(Collected data entries)
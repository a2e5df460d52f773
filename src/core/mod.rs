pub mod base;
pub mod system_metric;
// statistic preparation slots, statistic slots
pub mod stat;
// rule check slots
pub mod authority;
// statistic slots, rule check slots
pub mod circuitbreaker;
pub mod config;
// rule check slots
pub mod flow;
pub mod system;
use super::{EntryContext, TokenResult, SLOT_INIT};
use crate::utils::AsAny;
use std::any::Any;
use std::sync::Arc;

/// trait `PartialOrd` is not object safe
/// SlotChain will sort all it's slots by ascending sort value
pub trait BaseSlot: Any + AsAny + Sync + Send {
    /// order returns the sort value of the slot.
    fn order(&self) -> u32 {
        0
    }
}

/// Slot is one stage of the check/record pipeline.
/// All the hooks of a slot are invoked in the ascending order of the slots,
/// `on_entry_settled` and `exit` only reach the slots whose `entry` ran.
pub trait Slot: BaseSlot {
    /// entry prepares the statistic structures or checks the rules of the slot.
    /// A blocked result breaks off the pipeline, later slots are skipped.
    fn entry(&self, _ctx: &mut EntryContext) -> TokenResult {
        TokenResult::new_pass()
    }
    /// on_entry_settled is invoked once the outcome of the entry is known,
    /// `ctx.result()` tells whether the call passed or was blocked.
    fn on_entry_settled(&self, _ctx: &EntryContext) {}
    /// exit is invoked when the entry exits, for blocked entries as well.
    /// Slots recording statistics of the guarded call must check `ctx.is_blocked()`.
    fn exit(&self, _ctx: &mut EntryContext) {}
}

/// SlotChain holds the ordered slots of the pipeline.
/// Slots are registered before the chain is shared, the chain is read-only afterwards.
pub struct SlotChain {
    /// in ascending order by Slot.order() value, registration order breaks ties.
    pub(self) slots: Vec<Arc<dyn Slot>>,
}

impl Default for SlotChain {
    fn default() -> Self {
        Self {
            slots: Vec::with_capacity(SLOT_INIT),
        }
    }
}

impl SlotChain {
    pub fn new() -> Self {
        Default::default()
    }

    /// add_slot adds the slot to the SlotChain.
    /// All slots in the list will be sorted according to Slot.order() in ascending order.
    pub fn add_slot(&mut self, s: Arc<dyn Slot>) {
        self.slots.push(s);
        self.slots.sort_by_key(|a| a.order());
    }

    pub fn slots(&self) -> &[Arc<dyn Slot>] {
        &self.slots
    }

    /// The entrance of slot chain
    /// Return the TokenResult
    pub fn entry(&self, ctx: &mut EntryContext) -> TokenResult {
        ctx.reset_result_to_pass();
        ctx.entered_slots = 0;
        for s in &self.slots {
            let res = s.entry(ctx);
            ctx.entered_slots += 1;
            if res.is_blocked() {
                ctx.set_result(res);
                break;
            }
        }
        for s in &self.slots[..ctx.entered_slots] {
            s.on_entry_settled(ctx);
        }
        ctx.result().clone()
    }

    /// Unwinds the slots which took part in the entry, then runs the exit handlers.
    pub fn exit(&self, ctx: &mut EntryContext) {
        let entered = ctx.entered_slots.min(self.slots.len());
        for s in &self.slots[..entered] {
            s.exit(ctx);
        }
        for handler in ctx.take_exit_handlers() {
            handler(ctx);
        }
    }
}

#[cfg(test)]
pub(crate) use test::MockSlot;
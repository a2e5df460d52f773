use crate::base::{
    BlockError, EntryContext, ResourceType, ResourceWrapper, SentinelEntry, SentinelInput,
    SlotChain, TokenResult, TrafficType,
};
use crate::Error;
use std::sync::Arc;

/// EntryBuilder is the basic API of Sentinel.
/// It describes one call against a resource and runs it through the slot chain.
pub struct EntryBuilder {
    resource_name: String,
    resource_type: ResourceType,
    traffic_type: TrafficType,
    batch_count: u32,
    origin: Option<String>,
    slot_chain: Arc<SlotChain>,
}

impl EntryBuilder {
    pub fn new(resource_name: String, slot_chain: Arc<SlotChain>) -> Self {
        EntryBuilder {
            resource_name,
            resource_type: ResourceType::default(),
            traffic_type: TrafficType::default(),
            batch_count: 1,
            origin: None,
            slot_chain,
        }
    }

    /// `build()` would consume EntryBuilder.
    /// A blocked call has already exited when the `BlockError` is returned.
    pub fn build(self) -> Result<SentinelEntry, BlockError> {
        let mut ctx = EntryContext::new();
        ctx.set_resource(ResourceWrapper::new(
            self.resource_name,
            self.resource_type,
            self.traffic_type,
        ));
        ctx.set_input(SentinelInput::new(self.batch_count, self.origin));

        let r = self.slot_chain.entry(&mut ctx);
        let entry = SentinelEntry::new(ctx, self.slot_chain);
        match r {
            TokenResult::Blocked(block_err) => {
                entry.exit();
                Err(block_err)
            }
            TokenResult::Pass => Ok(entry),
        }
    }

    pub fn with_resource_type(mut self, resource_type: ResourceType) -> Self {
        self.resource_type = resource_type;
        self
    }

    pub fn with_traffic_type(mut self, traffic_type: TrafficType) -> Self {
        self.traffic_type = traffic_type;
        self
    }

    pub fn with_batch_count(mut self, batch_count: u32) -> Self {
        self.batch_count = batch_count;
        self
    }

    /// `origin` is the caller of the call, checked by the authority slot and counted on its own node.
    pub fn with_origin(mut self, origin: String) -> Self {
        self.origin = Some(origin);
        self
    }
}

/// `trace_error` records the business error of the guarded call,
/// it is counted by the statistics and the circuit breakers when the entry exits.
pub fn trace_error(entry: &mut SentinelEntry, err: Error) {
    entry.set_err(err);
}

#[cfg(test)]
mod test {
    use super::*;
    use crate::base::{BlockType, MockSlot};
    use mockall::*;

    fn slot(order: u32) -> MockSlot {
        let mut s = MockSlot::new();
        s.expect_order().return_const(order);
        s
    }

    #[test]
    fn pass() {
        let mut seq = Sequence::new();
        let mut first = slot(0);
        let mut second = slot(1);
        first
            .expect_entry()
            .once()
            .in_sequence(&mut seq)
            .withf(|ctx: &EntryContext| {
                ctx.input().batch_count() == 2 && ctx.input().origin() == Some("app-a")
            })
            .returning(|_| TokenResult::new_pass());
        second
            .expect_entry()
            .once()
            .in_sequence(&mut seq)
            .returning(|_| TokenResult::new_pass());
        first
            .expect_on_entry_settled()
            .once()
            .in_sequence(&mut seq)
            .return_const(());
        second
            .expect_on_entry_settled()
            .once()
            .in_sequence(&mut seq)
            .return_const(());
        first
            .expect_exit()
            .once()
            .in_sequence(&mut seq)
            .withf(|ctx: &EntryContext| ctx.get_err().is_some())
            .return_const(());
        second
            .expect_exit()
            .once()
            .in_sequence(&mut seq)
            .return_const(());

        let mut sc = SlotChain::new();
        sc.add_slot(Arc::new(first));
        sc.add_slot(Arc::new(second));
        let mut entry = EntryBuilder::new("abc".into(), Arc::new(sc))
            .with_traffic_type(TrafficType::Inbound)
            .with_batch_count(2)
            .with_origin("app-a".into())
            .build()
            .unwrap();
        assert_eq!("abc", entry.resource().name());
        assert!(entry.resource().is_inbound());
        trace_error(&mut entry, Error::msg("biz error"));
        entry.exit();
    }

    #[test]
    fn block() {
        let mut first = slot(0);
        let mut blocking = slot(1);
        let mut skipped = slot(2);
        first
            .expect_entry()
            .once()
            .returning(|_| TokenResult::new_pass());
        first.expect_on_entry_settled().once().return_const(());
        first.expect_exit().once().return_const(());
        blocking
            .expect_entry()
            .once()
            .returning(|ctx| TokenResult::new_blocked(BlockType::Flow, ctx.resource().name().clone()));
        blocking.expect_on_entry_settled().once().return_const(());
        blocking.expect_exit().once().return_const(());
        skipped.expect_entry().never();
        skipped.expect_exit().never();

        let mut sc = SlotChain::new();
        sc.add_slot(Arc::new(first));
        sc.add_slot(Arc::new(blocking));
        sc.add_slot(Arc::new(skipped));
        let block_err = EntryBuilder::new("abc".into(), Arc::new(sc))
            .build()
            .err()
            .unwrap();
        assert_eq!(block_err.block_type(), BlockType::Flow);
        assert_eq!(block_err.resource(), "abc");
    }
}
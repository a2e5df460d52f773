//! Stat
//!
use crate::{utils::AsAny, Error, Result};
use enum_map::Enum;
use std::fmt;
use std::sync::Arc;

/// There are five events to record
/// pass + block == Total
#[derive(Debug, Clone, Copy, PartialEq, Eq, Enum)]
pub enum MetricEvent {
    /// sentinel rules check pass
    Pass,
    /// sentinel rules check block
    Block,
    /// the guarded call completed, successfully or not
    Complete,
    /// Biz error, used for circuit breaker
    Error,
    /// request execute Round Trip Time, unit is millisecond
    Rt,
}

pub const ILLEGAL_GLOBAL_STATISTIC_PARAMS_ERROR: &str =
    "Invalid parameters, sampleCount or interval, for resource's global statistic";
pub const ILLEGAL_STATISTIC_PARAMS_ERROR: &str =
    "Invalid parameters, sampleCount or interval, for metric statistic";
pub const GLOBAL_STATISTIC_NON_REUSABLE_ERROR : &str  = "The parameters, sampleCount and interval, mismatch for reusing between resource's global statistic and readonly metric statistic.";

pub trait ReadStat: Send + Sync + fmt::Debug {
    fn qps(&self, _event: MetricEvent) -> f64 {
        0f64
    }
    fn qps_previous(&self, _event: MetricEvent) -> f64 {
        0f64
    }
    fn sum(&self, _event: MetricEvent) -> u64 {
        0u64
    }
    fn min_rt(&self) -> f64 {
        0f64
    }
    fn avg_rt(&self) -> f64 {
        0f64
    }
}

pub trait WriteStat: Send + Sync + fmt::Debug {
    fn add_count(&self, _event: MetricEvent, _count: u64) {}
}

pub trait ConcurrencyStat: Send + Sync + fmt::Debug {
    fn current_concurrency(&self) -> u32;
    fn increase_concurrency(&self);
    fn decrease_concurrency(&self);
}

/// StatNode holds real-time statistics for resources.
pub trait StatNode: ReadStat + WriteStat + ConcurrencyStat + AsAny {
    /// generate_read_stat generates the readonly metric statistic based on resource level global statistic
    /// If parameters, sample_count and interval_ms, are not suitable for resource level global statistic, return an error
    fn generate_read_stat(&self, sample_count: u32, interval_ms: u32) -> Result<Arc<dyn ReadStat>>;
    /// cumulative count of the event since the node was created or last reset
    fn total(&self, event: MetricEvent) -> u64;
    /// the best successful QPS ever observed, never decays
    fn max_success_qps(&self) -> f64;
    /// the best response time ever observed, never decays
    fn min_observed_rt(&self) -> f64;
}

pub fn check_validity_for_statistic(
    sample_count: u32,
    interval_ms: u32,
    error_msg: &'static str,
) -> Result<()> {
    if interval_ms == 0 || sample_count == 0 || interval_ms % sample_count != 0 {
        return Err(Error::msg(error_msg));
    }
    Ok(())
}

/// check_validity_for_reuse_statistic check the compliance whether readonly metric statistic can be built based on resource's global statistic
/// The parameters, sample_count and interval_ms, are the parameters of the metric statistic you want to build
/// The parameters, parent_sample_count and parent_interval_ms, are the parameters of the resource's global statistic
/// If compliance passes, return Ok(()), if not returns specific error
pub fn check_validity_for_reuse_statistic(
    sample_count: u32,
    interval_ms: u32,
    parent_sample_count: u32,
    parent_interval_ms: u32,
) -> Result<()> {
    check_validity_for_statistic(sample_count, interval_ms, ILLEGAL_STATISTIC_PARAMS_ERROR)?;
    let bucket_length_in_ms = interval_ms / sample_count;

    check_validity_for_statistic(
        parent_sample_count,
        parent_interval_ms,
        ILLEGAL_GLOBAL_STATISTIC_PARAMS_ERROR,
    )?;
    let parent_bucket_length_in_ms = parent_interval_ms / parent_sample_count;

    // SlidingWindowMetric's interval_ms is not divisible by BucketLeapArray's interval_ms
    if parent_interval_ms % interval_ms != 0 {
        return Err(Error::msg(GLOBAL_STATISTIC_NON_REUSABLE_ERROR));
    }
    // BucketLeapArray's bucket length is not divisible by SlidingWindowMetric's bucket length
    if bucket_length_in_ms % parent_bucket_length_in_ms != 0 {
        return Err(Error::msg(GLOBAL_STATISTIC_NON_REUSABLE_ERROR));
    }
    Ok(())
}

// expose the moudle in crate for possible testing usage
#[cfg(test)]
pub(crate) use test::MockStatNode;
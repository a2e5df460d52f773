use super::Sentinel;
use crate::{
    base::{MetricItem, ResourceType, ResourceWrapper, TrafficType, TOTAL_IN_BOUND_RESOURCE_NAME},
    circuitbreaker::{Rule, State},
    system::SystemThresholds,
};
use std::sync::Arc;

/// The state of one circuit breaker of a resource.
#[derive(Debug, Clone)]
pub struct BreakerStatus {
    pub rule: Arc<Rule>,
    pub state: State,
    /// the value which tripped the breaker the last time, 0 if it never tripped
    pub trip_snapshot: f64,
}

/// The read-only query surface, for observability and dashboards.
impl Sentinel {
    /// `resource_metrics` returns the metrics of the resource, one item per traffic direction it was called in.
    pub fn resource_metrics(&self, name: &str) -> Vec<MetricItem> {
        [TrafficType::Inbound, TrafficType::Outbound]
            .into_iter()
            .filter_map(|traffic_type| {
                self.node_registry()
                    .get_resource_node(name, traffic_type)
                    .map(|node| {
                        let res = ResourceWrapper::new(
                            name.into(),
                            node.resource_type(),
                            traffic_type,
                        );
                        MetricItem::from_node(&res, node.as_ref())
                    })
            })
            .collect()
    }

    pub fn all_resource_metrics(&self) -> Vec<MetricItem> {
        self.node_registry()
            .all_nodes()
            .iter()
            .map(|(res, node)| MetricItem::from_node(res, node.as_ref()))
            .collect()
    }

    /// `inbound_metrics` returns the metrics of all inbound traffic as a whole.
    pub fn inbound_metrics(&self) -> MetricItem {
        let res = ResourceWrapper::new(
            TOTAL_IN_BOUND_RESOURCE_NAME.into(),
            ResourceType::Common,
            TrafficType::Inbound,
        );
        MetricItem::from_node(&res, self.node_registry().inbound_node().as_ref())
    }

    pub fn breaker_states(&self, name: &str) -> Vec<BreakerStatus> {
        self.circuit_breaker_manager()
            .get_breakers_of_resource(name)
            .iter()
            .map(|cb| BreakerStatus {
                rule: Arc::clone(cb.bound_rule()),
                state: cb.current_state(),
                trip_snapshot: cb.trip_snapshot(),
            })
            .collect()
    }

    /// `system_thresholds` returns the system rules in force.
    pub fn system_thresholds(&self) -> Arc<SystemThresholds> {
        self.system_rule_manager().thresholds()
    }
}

*Task requirements*.
Each line of the records above that contains the word "MockSlot" should be counted; give the resulting number without further words.

*The completed task*.
4